At this year’s national launch of World No Tobacco Day in Bolgatanga last Friday, Mr. Mark Woyongo, Upper East Regional Minister, observed that tobacco usage was culturally rooted among the people of the region, because it was used for marriage and funeral purposes.

He also noted that there was hardly any home in the region without a form of tobacco usage.

‘It is freely cultivated, and more or less a cash crop of the region,’ he intimated.

According to the Minister, a number of young boys and girls were parading the streets mentally derailed because they had smoked all sorts of narcotics, including marijuana also known as ‘wee’.

Some of these young people would have graduated from tobacco use to more harmful substances.

Mr.
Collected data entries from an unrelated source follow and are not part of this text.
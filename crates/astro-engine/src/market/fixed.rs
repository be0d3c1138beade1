//! Static Market Feed
//!
//! For tests, demos and offline runs. Holds canned price and news payloads
//! in the providers' JSON shapes and reduces them like a live feed would.

use async_trait::async_trait;
use rust_decimal::Decimal;
use rust_decimal::prelude::ToPrimitive;
use serde_json::{Value, json};

use super::{MarketContext, MarketFeed};
use crate::error::{AstroError, Result};

/// Market feed over fixed price/news payloads
pub struct StaticMarketFeed {
    prices: Value,
    news: Value,
}

impl Default for StaticMarketFeed {
    fn default() -> Self {
        Self::new()
    }
}

impl StaticMarketFeed {
    pub fn new() -> Self {
        Self {
            prices: json!({"bitcoin": {"usd": 97_500.0, "usd_24h_change": 1.2}}),
            news: json!({"articles": [
                {"title": "Bitcoin consolidates near recent highs"},
                {"title": "Ethereum staking inflows steady"}
            ]}),
        }
    }

    /// Feed reporting the given BTC 24h change
    pub fn with_change(btc_change_24h: Decimal) -> Self {
        let mut feed = Self::new();
        feed.prices = json!({"bitcoin": {
            "usd": 97_500.0,
            "usd_24h_change": btc_change_24h.to_f64(),
        }});
        feed
    }

    /// Feed over raw provider payloads
    pub const fn from_payloads(prices: Value, news: Value) -> Self {
        Self { prices, news }
    }

    #[must_use]
    pub fn with_headlines(mut self, headlines: Vec<String>) -> Self {
        let articles: Vec<Value> = headlines.into_iter().map(|t| json!({"title": t})).collect();
        self.news = json!({"articles": articles});
        self
    }
}

#[async_trait]
impl MarketFeed for StaticMarketFeed {
    async fn market_context(&self) -> Result<MarketContext> {
        Ok(MarketContext::from_price_feed(&self.prices)?.with_news(&self.news))
    }

    async fn health_check(&self) -> bool {
        self.market_context().await.is_ok()
    }

    fn name(&self) -> &str {
        "StaticMarket"
    }
}

impl TryFrom<&str> for StaticMarketFeed {
    type Error = AstroError;

    /// Parse a `{"prices": ..., "news": ...}` snapshot document
    fn try_from(raw: &str) -> Result<Self> {
        let mut doc: Value = serde_json::from_str(raw)?;
        let prices = doc
            .get_mut("prices")
            .map(Value::take)
            .ok_or_else(|| AstroError::Market("snapshot has no prices".into()))?;
        let news = doc.get_mut("news").map(Value::take).unwrap_or(Value::Null);
        Ok(Self::from_payloads(prices, news))
    }
}

#[cfg(test)]
mod tests {
    use super::*;
    use crate::market::MarketTrend;
    use rust_decimal_macros::dec;

    #[tokio::test]
    async fn test_static_feed_default_is_neutral() {
        let feed = StaticMarketFeed::new();
        let ctx = feed.market_context().await.unwrap();
        assert_eq!(ctx.trend, MarketTrend::Neutral);
        assert_eq!(ctx.btc_change_24h, Some(dec!(1.2)));
        assert_eq!(ctx.headlines.len(), 2);
        assert!(feed.health_check().await);
    }

    #[tokio::test]
    async fn test_static_feed_with_change() {
        let feed = StaticMarketFeed::with_change(dec!(6.5)).with_headlines(Vec::new());
        let ctx = feed.market_context().await.unwrap();
        assert_eq!(ctx.trend, MarketTrend::Bullish);
        assert_eq!(ctx.btc_change_24h, Some(dec!(6.5)));
        assert!(ctx.headlines.is_empty());
    }

    #[tokio::test]
    async fn test_snapshot_document() {
        let feed = StaticMarketFeed::try_from(
            r#"{"prices": {"bitcoin": {"usd_24h_change": -3.1}},
                "news": {"results": [{"title": "Miners capitulate"}]}}"#,
        )
        .unwrap();
        let ctx = feed.market_context().await.unwrap();
        assert_eq!(ctx.trend, MarketTrend::Bearish);
        assert_eq!(ctx.headlines, vec!["Miners capitulate"]);

        assert!(StaticMarketFeed::try_from(r#"{"news": {}}"#).is_err());
        assert!(StaticMarketFeed::try_from("not json").is_err());
    }

    #[tokio::test]
    async fn test_unusable_prices_fail_health_check() {
        let feed = StaticMarketFeed::from_payloads(json!({"ethereum": {}}), Value::Null);
        assert!(feed.market_context().await.is_err());
        assert!(!feed.health_check().await);
    }
}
Woyongo has, therefore, charged the security agencies to be more vigilant and clamp down on the producers, peddlers and smokers of these narcotic substances, which were causing health problems, and at the same time, creating public insecurity in the region.

While appealing to the Regional House of Chiefs to further discuss and possibly review the use of tobacco for customary practices in the region, the Regional Minister also appealed to the health authorities in the region to continue to organise durbars at the paramountcy level to educate the populace to appreciate the harmful effects of tobacco use, in order to save the lives of the present generation, and the ones yet unborn.

Mr. Woyongo, whose speech was read on his behalf by his deputy, Mrs. Lucy Awuni, was equally worried about the alarming prevalence rate of HIV in the region.

Quoting from the 2010 Sentinel Survey Report on HIV, which showed that the region’s prevalence rate had increased from 2.2% in 2009 to 2.4 in 2010, with the Bolgatanga Municipality suddenly shooting up to fourth position, out of 40 sentinel sites nationwide, with 3.8%, the Minister appealed to everybody to join in the crusade against the trend, by sticking to the ABC rule.

He noted that the region was faced with poverty, disease, mortality, and inadequate health professionals, and if care was not taken to curtail the trend, it could worsen the poverty situation of the people, which would adversely impede development.

Health experts at this year’s World No Tobacco unanimously, advised all tobacco smokers in Ghana to quit the harmful habit so they can live longer. They said scientifically, there was no iota of benefit in smoking tobacco.

According to the World Health Organisation (WHO) Framework Convention on Tobacco Control (FCTC), tobacco use currently kills more than 14,000 individuals each day in the world, and makes even many more people incapacitated.